======== Supplied material ========
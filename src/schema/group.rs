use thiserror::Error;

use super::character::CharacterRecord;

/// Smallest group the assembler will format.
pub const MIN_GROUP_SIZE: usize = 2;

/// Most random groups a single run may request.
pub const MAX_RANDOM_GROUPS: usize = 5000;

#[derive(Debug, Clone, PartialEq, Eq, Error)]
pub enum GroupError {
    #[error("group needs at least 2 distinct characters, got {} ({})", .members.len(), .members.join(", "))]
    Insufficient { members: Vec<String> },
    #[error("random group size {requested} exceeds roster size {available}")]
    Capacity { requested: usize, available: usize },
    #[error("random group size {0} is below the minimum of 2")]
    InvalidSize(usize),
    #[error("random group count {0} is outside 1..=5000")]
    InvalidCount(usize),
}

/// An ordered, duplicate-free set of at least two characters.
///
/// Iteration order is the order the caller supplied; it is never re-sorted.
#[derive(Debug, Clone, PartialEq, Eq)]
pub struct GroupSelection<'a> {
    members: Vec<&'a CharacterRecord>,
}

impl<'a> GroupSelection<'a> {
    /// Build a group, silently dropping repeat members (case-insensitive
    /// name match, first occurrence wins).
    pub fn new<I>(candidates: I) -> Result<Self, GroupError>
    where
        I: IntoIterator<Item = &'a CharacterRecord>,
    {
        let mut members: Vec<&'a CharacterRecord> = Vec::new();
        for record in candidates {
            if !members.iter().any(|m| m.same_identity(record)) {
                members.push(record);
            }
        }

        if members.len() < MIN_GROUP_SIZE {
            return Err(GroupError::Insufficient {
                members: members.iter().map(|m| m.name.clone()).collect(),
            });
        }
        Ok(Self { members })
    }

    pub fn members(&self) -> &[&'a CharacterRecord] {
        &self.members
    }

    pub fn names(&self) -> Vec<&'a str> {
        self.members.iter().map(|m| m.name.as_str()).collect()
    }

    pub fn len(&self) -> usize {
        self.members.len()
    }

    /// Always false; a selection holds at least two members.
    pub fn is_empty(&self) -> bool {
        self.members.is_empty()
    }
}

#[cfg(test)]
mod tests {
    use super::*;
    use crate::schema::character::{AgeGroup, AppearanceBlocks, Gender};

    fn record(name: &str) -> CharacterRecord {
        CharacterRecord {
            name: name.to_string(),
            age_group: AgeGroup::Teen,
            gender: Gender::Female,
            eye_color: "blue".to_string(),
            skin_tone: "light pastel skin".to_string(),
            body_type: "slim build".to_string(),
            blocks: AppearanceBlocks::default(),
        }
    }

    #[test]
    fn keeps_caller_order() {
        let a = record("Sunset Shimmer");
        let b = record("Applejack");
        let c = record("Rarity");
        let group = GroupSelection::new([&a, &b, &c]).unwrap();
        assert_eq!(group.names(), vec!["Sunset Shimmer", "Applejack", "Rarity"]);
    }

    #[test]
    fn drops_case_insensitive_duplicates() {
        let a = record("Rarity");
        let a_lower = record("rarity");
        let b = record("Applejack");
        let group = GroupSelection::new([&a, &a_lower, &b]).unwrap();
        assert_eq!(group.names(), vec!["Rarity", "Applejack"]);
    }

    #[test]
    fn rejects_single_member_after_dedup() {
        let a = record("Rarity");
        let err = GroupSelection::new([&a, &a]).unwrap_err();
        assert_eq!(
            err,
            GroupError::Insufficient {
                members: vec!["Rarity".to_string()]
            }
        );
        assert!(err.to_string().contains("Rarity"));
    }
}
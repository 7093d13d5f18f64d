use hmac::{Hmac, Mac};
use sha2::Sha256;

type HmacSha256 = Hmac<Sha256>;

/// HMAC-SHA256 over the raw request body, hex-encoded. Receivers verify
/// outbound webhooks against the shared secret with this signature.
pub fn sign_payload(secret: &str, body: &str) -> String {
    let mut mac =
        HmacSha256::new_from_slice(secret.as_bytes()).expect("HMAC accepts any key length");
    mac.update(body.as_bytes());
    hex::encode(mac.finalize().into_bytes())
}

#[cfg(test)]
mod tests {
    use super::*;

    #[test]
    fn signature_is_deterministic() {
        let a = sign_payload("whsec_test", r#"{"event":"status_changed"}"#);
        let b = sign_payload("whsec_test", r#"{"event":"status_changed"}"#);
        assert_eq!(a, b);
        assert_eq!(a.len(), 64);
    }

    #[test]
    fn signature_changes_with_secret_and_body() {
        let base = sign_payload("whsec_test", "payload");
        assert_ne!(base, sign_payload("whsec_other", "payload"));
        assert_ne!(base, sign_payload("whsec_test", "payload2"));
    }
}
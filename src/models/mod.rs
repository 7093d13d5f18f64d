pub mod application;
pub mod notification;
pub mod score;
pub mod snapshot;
========
======== Supplied material ========
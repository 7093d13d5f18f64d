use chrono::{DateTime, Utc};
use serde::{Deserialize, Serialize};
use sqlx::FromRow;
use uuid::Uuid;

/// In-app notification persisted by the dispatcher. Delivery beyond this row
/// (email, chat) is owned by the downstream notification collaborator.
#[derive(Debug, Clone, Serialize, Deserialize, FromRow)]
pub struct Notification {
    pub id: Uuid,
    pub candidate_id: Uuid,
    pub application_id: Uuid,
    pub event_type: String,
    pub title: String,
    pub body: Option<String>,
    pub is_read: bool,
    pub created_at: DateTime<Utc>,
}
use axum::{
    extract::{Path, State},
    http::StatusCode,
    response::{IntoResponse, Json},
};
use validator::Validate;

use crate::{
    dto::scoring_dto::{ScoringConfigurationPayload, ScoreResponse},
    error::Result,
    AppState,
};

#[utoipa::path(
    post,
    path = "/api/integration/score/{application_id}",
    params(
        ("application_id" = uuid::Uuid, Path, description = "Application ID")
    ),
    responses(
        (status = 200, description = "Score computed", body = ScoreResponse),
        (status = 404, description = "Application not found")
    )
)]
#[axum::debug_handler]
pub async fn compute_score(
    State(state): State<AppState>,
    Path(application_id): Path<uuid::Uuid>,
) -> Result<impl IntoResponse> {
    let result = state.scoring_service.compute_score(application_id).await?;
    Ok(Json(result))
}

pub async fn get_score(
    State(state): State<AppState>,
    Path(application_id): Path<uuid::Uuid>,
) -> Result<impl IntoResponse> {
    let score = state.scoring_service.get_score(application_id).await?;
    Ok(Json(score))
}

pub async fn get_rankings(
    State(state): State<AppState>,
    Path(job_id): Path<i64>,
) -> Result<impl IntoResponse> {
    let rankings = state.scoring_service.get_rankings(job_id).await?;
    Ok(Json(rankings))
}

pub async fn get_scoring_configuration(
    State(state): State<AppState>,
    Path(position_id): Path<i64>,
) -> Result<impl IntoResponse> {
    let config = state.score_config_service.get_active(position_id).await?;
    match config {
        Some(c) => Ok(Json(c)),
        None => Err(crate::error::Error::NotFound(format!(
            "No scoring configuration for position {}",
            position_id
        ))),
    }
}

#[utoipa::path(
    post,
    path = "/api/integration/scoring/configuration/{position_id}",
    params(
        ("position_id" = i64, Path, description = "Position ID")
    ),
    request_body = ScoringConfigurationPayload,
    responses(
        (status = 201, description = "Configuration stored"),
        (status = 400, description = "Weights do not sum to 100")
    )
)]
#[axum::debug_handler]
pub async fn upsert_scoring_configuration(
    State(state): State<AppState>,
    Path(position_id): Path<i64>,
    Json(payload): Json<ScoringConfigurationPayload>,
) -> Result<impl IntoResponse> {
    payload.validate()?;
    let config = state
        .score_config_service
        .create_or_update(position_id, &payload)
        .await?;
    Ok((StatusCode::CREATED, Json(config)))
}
========
**Exercise instructions:** Check every line of the entries above, and copy those that carry the string "DateTime".

**Answer to this problem:**
use chrono::{DateTime, Utc};
    pub created_at: DateTime<Utc>,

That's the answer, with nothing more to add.